賭博で名古屋場所危機     ~ゆうてもええかな~

 賭博は原則的に違法である。野球賭博、仲間内の賭け麻雀や花札、サイコロ、トランプ、ゴルフ、手法は何であろうと、違法である。原則的に、と付け足したのは、家庭麻雀、社内コンペの馬券など、ささやかな娯楽の範囲で留まっている程度なら、と目をつむってもいいというのが通例だから。あくまで通例で、厳密に言えば違法である。合法なのは、公営の競馬競輪競艇オート、になる。
 角界で、現役大関の琴光喜が野球賭博に関わったとして謹慎、名古屋場所は休場することになった。この謹慎、自主謹慎であり、相撲協会としての処分は下されていない。なぜ処分できないか。今のところ、野球賭博含め、花札などの賭博に関係した者が65名に上っており、関取や部屋持ちの親方の名前まで挙がっていて、片っ端から処分すると、7月の名古屋場所が成り立たなくなる。
 かわいがりと称するリンチ事件、大麻事件、横綱の殴打問題と続いた不祥事で、いずれも当事者を角界から追い出し、関係者を処分して、事件再発防止、体質改善をうたって出直したはずだ。にもかかわらず、先月、木瀬親方が暴力団関係者に、土俵周りの席に座れるよう便宜を図ったとして、降格処分のうえ、木瀬部屋を事実上取りつぶし、在籍力士らは北の湖部屋へ移籍した。

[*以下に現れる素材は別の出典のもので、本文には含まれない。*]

use std::sync::Arc;

use async_trait::async_trait;
use chrono::Utc;
use diesel::prelude::*;
use diesel::SqliteConnection;

use pmajay_core::tasks::{Task, TaskRecord, TaskRepositoryTrait};
use pmajay_core::Result;

use super::model::{TaskDB, TaskRecordDB};
use crate::db::{get_connection, DbPool, WriteHandle};
use crate::errors::IntoCore;
use crate::schema::tasks;

pub struct TaskRepository {
    pool: Arc<DbPool>,
    writer: WriteHandle,
}

impl TaskRepository {
    pub fn new(pool: Arc<DbPool>, writer: WriteHandle) -> Self {
        TaskRepository { pool, writer }
    }
}

#[async_trait]
impl TaskRepositoryTrait for TaskRepository {
    fn list_tasks(&self) -> Result<Vec<Task>> {
        let mut conn = get_connection(&self.pool)?;
        let rows = tasks::table
            .order((tasks::created_at.desc(), tasks::id.desc()))
            .select(TaskDB::as_select())
            .load::<TaskDB>(&mut conn)
            .into_core()?;
        Ok(rows.into_iter().map(Task::from).collect())
    }

    fn get_task(&self, task_id: i32) -> Result<Option<Task>> {
        let mut conn = get_connection(&self.pool)?;
        let row = tasks::table
            .find(task_id)
            .select(TaskDB::as_select())
            .first::<TaskDB>(&mut conn)
            .optional()
            .into_core()?;
        Ok(row.map(Task::from))
    }

    async fn insert_task(&self, record: TaskRecord) -> Result<Task> {
        self.writer
            .exec(move |conn: &mut SqliteConnection| -> Result<Task> {
                let row = diesel::insert_into(tasks::table)
                    .values(TaskRecordDB::new(record, Utc::now().naive_utc()))
                    .returning(TaskDB::as_returning())
                    .get_result(conn)
                    .into_core()?;
                Ok(Task::from(row))
            })
            .await
    }

    async fn update_task(&self, task_id: i32, record: TaskRecord) -> Result<Task> {
        self.writer
            .exec(move |conn: &mut SqliteConnection| -> Result<Task> {
                let row = diesel::update(tasks::table.find(task_id))
                    .set(TaskRecordDB::new(record, Utc::now().naive_utc()))
                    .returning(TaskDB::as_returning())
                    .get_result(conn)
                    .into_core()?;
                Ok(Task::from(row))
            })
            .await
    }

    async fn delete_task(&self, task_id: i32) -> Result<usize> {
        self.writer
            .exec(move |conn: &mut SqliteConnection| -> Result<usize> {
                diesel::delete(tasks::table.find(task_id))
                    .execute(conn)
                    .into_core()
            })
            .await
    }
}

 野球賭博関与、即ち暴力団と関わりを持ったとの週刊誌報道があり、名前が挙がった琴光喜は関与を否定した。そこで協会は、期限内に自己申告すれば処分は厳重注意に留めるとして、申告させた。協会の腹づもりは、琴光喜に関与を認めさせるための処置だったようだ。ところが、野球賭博だけで29人、その他麻雀や賭けゴルフなどの賭博行為を申告した者36人。幕内力士や部屋持ち親方の含まれていた。この人数は予想外だったろう。琴光喜一人であれば、協会処分は厳重注意でも、大関たるもの自覚に欠ける、ということで、自ら休場して降格、あるいは引退で片付くと目論んでいたふしがある。しかし、実態は申告だけで65名。処分保留で名古屋場所に帯同させれば、どの面下げて、ということになる。さらに、申告すれば厳重注意に留めるとしてしまったために、先の木瀬親方への処分との整合が取れない。申告者に降格などの処分をすれば、申告した者はいい面の皮だ。監督責任も含めた関係者を処分すると、理事長すら対象となり、7月の名古屋場所は本場所の体をなさなくなるだろう。
 あえて、当事者も協会側も関係者に処分を科し、ボロボロの状態で名古屋場所をやってみてはどうか。ガラガラの会場でどん底の状態をさらけ出せば、さすがに骨身にしみるだろう。それが角界への一番のペナルティになると思うが、いかが。